夕暮れのフクロウ

―――すべての理論は灰色で、生命は緑なす樹。ヘーゲル概念論の研究のために―――(赤尾秀一の研究ブログ)

ヘーゲル『哲学入門』第一章 法 第八節[意志と所有] 

2020年05月30日 | ヘーゲル『哲学入門』

§8

Der Wille, indem er eine Sache (※1) unter sich subsumiert, macht sie zu der  seinigen.  Der  Besitz  ist dies Subsumiertsein einer Sache unter meinen Willen.

第八節[意志と所有]

意志は一個の事物を自己のもとに従属化することによって、それを 自分自身のもの とする。所有物 とは、私の意志の下にある、一つの物件のこうした従属物のことである。

Erläuterung.

Zum Subsumieren(※2) gehören zwei Stücke(※3), etwas All­gemeines und etwas Einzelnes. Ich subsumiere etwas Einzelnes, wenn ich ihm eine allgemeine Bestimmung beilege. Dies Subsumieren kommt überhaupt im Urteilen vor. Das Subsumierende im Urteilen ist das Prädikat und das Subsumierte das Subjekt.

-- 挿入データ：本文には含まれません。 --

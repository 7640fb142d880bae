use crate::language::Language;
use crate::transformer::{TransformError, Transformer};
use std::io::Write;
use std::process::{Command, Stdio};
use std::sync::OnceLock;

const DEFAULT_PROBE_ARGS: &[&str] = &["--version"];

/// An external formatter that reads source on stdin and writes the formatted
/// text to stdout, e.g. `prettier --stdin-filepath x.js` or `prettierd x.js`.
///
/// Whether the program can run at all is probed on first use and remembered
/// for the lifetime of the instance. Every call spawns its own process, so one
/// instance may be shared across worker threads.
#[derive(Debug)]
pub struct CommandTransformer {
    program: String,
    args: Vec<String>,
    probe_args: Vec<String>,
    available: OnceLock<Result<(), String>>,
}

impl CommandTransformer {
    pub fn new(program: impl Into<String>) -> Self {
        CommandTransformer {
            program: program.into(),
            args: Vec::new(),
            probe_args: DEFAULT_PROBE_ARGS.iter().map(|s| s.to_string()).collect(),
            available: OnceLock::new(),
        }
    }

    pub fn args<I, S>(mut self, args: I) -> Self
    where
        I: IntoIterator<Item = S>,
        S: Into<String>,
    {
        self.args.extend(args.into_iter().map(Into::into));
        self
    }

    /// Arguments used for the availability probe. An empty list skips the
    /// probe and lets the first real invocation report spawn failures.
    pub fn probe_args<I, S>(mut self, args: I) -> Self
    where
        I: IntoIterator<Item = S>,
        S: Into<String>,
    {
        self.probe_args = args.into_iter().map(Into::into).collect();
        self
    }

    pub fn program(&self) -> &str {
        &self.program
    }

    pub fn check_available(&self) -> Result<(), TransformError> {
        self.available
            .get_or_init(|| self.probe())
            .clone()
            .map_err(|reason| TransformError::Unavailable {
                program: self.program.clone(),
                reason,
            })
    }

    fn probe(&self) -> Result<(), String> {
        if self.probe_args.is_empty() {
            return Ok(());
        }
        let status = Command::new(&self.program)
            .args(&self.probe_args)
            .stdin(Stdio::null())
            .stdout(Stdio::null())
            .stderr(Stdio::null())
            .status()
            .map_err(|e| e.to_string())?;
        if !status.success() {
            return Err(format!(
                "'{} {}' exited with {}",
                self.program,
                self.probe_args.join(" "),
                status
            ));
        }
        tracing::debug!(program = %self.program, "formatter available");
        Ok(())
    }

    fn run(&self, content: &str) -> Result<String, TransformError> {
        let mut cmd = Command::new(&self.program);
        cmd.args(&self.args);
        cmd.stdin(Stdio::piped());
        cmd.stdout(Stdio::piped());
        cmd.stderr(Stdio::piped());

        let mut process = cmd.spawn().map_err(|source| TransformError::Spawn {
            program: self.program.clone(),
            source,
        })?;

        let mut stdin = process.stdin.take().ok_or_else(|| TransformError::Spawn {
            program: self.program.clone(),
            source: std::io::Error::other("stdin was not captured"),
        })?;

        let input = content.as_bytes().to_vec();
        let write_thread = std::thread::spawn(move || stdin.write_all(&input));

        let output = process
            .wait_with_output()
            .map_err(|source| TransformError::Spawn {
                program: self.program.clone(),
                source,
            })?;

        // A formatter that rejects input may close stdin early; its exit
        // status is the authoritative signal.
        let _ = write_thread.join();

        if !output.status.success() {
            return Err(TransformError::Failed {
                program: self.program.clone(),
                status: output.status,
                stderr: String::from_utf8_lossy(&output.stderr).trim().to_string(),
            });
        }

        String::from_utf8(output.stdout).map_err(|_| TransformError::InvalidOutput {
            program: self.program.clone(),
        })
    }
}

impl Transformer for CommandTransformer {
    fn transform(&self, content: &str, language: Language) -> Result<String, TransformError> {
        self.check_available()?;
        tracing::trace!(program = %self.program, %language, "running external formatter");
        self.run(content)
    }
}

Die Besitznahme ist das Aussprechen des Urteils, dass eine Sache die meinige wird.

説明

包摂には、普遍的なものと個別的なものという二つの要素が必要である。私が個別的なものに普遍的な規定を与えるときは、私は個別的なものをそのうちに包摂している。この包摂は一般的には判断のうちに現れる。判断において包摂するものは述語であり、包摂されるものは主語である。占有とは、その物件が私のものであるということを、判断に言い表したものである。

Mein Wille ist hier das Subsumierende. Ich gebe der Sache das Prädikat, die meinige zu sein. Der Wille ist das Subsumierende für alle äußerlichen Dinge, weil er an sich das allgemeine Wesen ist. Alle Dinge aber, die nicht selbst sich auf sich beziehen (※4), sind nur notwendige, nicht freie. Dies Verhältnis macht also, dass der Mensch das Recht hat, alle äußerlichen Dinge in Besitz zu nehmen und aus ihnen ein Anderes, als sie selbst sind, zu machen. Er behandelt sie damit nur ihrem Wesen gemäß.(※ 5)

私の意志はここでは「包み込むもの」である。私は物件に対して私のものであるという述語を与える。意志はそれ自体として普遍的な存在であるから、意志はすべての外にある物を包み込むものである。しかし、それ自身として自己を自己に関係することのないすべての物は、単なる必然的なものにすぎず、自由なものではない。それゆえに、この関係は、人間がすべての外にある物を占有する権利をもつこと、そして、それらを現在あるものとは別のものに作りかえる権利をもつことを意味する。そこで人間は物をただその本質にふさわしいように取り扱う。


(※1)Sache 
事物、事柄、「物件」

(※2)Subsumieren
subsumieren(より包括的な、抽象的な概念、命題、条項などの中に)
包含すること、包摂すること。
sub  下に
summieren まとめる、合計する、総括する

(※3)
Stücke 断片、条項
全体のうちの切り離された一個の部分。ここでは Moment と同義と考えていいと思う。概念を構成する要素は、個別、特殊、普遍。


(※4 )
Alle Dinge aber, die nicht selbst sich auf sich beziehen, sind nur notwendige, nicht freie.
ここに「物」との対比において、ヘーゲルの人間観の独自性がよく出ている。「物」はそれ自体として「自己に自己を関係させること」がないから必然性に支配される存在である。それに対して人間は、それ自体として「自己に自己を関係させる」存在、すなわち「自己を意識する」ゆえに自由な存在である。

(※5)
ヘーゲルはここで聖書の創世記第一章第26節〜第28節を念頭においていたのだろうか。

26
神はそして言われた。「私たちに形どって、私たちに似せて人を造り、これに海の魚と、空の鳥と、家畜と、地のすべてのもの、地に這うものすべてを支配させよう」。
27
そうして 神はご自身の形に人をつくられた。神のかたちに人をつくり、それらを男と女とにつくられた。
28
そして 神は彼らを祝福され、そして彼らに言われた。「生めよ、ふえよ、地を満たせ、地を従わせよ。また海の魚と、空の鳥と、地の上に動くすべての生きるものとを支配せよ」。